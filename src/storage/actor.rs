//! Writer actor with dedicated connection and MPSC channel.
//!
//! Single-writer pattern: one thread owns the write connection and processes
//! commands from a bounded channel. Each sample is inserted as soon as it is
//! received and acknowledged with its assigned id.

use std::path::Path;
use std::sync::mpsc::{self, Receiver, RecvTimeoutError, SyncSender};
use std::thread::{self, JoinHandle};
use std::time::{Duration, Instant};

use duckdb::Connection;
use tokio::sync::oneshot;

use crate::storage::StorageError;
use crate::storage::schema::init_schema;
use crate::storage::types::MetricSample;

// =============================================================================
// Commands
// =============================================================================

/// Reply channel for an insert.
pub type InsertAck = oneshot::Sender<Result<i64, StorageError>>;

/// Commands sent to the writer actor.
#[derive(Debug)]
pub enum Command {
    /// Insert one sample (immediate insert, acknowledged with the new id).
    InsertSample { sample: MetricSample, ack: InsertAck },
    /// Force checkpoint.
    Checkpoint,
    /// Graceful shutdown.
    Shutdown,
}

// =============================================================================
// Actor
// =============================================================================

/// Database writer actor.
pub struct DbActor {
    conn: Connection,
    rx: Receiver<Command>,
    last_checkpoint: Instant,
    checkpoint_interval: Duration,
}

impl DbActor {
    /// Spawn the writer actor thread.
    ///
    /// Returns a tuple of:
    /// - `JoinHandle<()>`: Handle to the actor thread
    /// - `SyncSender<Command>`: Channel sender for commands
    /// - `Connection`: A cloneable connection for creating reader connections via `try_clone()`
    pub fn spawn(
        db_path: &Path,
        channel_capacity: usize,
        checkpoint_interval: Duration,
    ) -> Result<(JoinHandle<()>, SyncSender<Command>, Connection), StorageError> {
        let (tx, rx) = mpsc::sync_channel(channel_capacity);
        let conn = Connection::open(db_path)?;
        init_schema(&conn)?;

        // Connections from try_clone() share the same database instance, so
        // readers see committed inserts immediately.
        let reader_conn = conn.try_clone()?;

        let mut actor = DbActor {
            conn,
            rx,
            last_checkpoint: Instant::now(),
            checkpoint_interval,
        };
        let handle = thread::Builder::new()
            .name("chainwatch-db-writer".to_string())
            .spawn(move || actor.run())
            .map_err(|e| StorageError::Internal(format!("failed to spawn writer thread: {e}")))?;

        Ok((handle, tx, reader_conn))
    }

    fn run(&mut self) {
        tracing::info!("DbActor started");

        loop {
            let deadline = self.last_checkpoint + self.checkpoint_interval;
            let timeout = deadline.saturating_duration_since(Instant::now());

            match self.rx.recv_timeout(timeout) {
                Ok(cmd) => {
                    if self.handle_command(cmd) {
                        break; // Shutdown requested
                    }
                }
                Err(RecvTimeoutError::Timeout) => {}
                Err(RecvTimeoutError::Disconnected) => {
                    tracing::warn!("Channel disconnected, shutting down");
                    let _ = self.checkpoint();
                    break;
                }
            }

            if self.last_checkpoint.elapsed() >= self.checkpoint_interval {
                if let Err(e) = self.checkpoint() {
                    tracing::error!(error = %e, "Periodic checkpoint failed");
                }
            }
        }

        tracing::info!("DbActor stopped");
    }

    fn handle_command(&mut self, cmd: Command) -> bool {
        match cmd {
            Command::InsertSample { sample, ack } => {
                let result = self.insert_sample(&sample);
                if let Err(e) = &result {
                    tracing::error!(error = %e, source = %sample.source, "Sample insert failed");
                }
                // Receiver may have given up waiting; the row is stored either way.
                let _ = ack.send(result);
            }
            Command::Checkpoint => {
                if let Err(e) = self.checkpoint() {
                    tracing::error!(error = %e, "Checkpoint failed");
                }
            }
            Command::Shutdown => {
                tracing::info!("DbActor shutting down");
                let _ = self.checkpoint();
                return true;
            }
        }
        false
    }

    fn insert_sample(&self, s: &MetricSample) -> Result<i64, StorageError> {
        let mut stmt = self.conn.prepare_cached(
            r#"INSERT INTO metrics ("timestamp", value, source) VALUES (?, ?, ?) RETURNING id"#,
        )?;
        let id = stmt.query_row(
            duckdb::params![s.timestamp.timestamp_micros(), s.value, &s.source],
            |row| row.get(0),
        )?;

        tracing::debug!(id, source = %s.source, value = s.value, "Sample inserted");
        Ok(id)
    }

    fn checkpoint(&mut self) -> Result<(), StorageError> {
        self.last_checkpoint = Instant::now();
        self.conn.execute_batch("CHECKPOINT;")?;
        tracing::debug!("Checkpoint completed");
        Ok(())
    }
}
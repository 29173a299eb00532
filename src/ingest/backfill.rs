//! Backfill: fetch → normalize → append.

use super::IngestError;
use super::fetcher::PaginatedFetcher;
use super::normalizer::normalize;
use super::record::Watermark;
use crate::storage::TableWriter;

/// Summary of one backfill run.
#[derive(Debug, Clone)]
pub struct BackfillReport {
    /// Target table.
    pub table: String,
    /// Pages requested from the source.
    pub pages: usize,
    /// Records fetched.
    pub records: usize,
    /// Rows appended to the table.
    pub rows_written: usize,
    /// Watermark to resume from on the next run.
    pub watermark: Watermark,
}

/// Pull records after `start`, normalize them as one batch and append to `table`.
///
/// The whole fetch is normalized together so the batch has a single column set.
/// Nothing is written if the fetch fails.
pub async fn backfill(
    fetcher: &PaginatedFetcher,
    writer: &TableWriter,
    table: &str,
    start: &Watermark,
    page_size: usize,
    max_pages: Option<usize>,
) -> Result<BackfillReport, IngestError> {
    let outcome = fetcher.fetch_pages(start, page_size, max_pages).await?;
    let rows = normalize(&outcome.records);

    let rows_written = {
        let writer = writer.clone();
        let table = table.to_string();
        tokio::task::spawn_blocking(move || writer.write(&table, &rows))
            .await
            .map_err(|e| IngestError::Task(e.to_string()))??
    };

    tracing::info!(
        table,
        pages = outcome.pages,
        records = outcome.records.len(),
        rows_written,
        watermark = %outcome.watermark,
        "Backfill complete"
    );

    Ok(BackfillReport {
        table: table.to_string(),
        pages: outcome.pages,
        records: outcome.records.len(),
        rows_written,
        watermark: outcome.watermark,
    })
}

- [Task] Using the same words as the original, repeat the records above.

- [Task answer]
filename src/storage/actor.rs
//! Writer actor with dedicated connection and MPSC channel.
//!
//! Single-writer pattern: one thread owns the write connection and processes
//! commands from a bounded channel. Each sample is inserted as soon as it is
//! received and acknowledged with its assigned id.

use std::path::Path;
use std::sync::mpsc::{self, Receiver, RecvTimeoutError, SyncSender};
use std::thread::{self, JoinHandle};
use std::time::{Duration, Instant};

use duckdb::Connection;
use tokio::sync::oneshot;

use crate::storage::StorageError;
use crate::storage::schema::init_schema;
use crate::storage::types::MetricSample;

// =============================================================================
// Commands
// =============================================================================

/// Reply channel for an insert.
pub type InsertAck = oneshot::Sender<Result<i64, StorageError>>;

/// Commands sent to the writer actor.
#[derive(Debug)]
pub enum Command {
    /// Insert one sample (immediate insert, acknowledged with the new id).
    InsertSample { sample: MetricSample, ack: InsertAck },
    /// Force checkpoint.
    Checkpoint,
    /// Graceful shutdown.
    Shutdown,
}

// =============================================================================
// Actor
// =============================================================================

/// Database writer actor.
pub struct DbActor {
    conn: Connection,
    rx: Receiver<Command>,
    last_checkpoint: Instant,
    checkpoint_interval: Duration,
}

impl DbActor {
    /// Spawn the writer actor thread.
    ///
    /// Returns a tuple of:
    /// - `JoinHandle<()>`: Handle to the actor thread
    /// - `SyncSender<Command>`: Channel sender for commands
    /// - `Connection`: A cloneable connection for creating reader connections via `try_clone()`
    pub fn spawn(
        db_path: &Path,
        channel_capacity: usize,
        checkpoint_interval: Duration,
    ) -> Result<(JoinHandle<()>, SyncSender<Command>, Connection), StorageError> {
        let (tx, rx) = mpsc::sync_channel(channel_capacity);
        let conn = Connection::open(db_path)?;
        init_schema(&conn)?;

        // Connections from try_clone() share the same database instance, so
        // readers see committed inserts immediately.
        let reader_conn = conn.try_clone()?;

        let mut actor = DbActor {
            conn,
            rx,
            last_checkpoint: Instant::now(),
            checkpoint_interval,
        };
        let handle = thread::Builder::new()
            .name("chainwatch-db-writer".to_string())
            .spawn(move || actor.run())
            .map_err(|e| StorageError::Internal(format!("failed to spawn writer thread: {e}")))?;

        Ok((handle, tx, reader_conn))
    }

    fn run(&mut self) {
        tracing::info!("DbActor started");

        loop {
            let deadline = self.last_checkpoint + self.checkpoint_interval;
            let timeout = deadline.saturating_duration_since(Instant::now());

            match self.rx.recv_timeout(timeout) {
                Ok(cmd) => {
                    if self.handle_command(cmd) {
                        break; // Shutdown requested
                    }
                }
                Err(RecvTimeoutError::Timeout) => {}
                Err(RecvTimeoutError::Disconnected) => {
                    tracing::warn!("Channel disconnected, shutting down");
                    let _ = self.checkpoint();
                    break;
                }
            }

            if self.last_checkpoint.elapsed() >= self.checkpoint_interval {
                if let Err(e) = self.checkpoint() {
                    tracing::error!(error = %e, "Periodic checkpoint failed");
                }
            }
        }

        tracing::info!("DbActor stopped");
    }

    fn handle_command(&mut self, cmd: Command) -> bool {
        match cmd {
            Command::InsertSample { sample, ack } => {
                let result = self.insert_sample(&sample);
                if let Err(e) = &result {
                    tracing::error!(error = %e, source = %sample.source, "Sample insert failed");
                }
                // Receiver may have given up waiting; the row is stored either way.
                let _ = ack.send(result);
            }
            Command::Checkpoint => {
                if let Err(e) = self.checkpoint() {
                    tracing::error!(error = %e, "Checkpoint failed");
                }
            }
            Command::Shutdown => {
                tracing::info!("DbActor shutting down");
                let _ = self.checkpoint();
                return true;
            }
        }
        false
    }

    fn insert_sample(&self, s: &MetricSample) -> Result<i64, StorageError> {
        let mut stmt = self.conn.prepare_cached(
            r#"INSERT INTO metrics ("timestamp", value, source) VALUES (?, ?, ?) RETURNING id"#,
        )?;
        let id = stmt.query_row(
            duckdb::params![s.timestamp.timestamp_micros(), s.value, &s.source],
            |row| row.get(0),
        )?;

        tracing::debug!(id, source = %s.source, value = s.value, "Sample inserted");
        Ok(id)
    }

    fn checkpoint(&mut self) -> Result<(), StorageError> {
        self.last_checkpoint = Instant::now();
        self.conn.execute_batch("CHECKPOINT;")?;
        tracing::debug!("Checkpoint completed");
        Ok(())
    }
}
repository 29173a299eb00532
filename src/ingest/backfill.rs
//! Backfill: fetch → normalize → append.

use super::IngestError;
use super::fetcher::PaginatedFetcher;
use super::normalizer::normalize;
use super::record::Watermark;
use crate::storage::TableWriter;

/// Summary of one backfill run.
#[derive(Debug, Clone)]
pub struct BackfillReport {
    /// Target table.
    pub table: String,
    /// Pages requested from the source.
    pub pages: usize,
    /// Records fetched.
    pub records: usize,
    /// Rows appended to the table.
    pub rows_written: usize,
    /// Watermark to resume from on the next run.
    pub watermark: Watermark,
}

/// Pull records after `start`, normalize them as one batch and append to `table`.
///
/// The whole fetch is normalized together so the batch has a single column set.
/// Nothing is written if the fetch fails.
pub async fn backfill(
    fetcher: &PaginatedFetcher,
    writer: &TableWriter,
    table: &str,
    start: &Watermark,
    page_size: usize,
    max_pages: Option<usize>,
) -> Result<BackfillReport, IngestError> {
    let outcome = fetcher.fetch_pages(start, page_size, max_pages).await?;
    let rows = normalize(&outcome.records);

    let rows_written = {
        let writer = writer.clone();
        let table = table.to_string();
        tokio::task::spawn_blocking(move || writer.write(&table, &rows))
            .await
            .map_err(|e| IngestError::Task(e.to_string()))??
    };

    tracing::info!(
        table,
        pages = outcome.pages,
        records = outcome.records.len(),
        rows_written,
        watermark = %outcome.watermark,
        "Backfill complete"
    );

    Ok(BackfillReport {
        table: table.to_string(),
        pages: outcome.pages,
        records: outcome.records.len(),
        rows_written,
        watermark: outcome.watermark,
    })
}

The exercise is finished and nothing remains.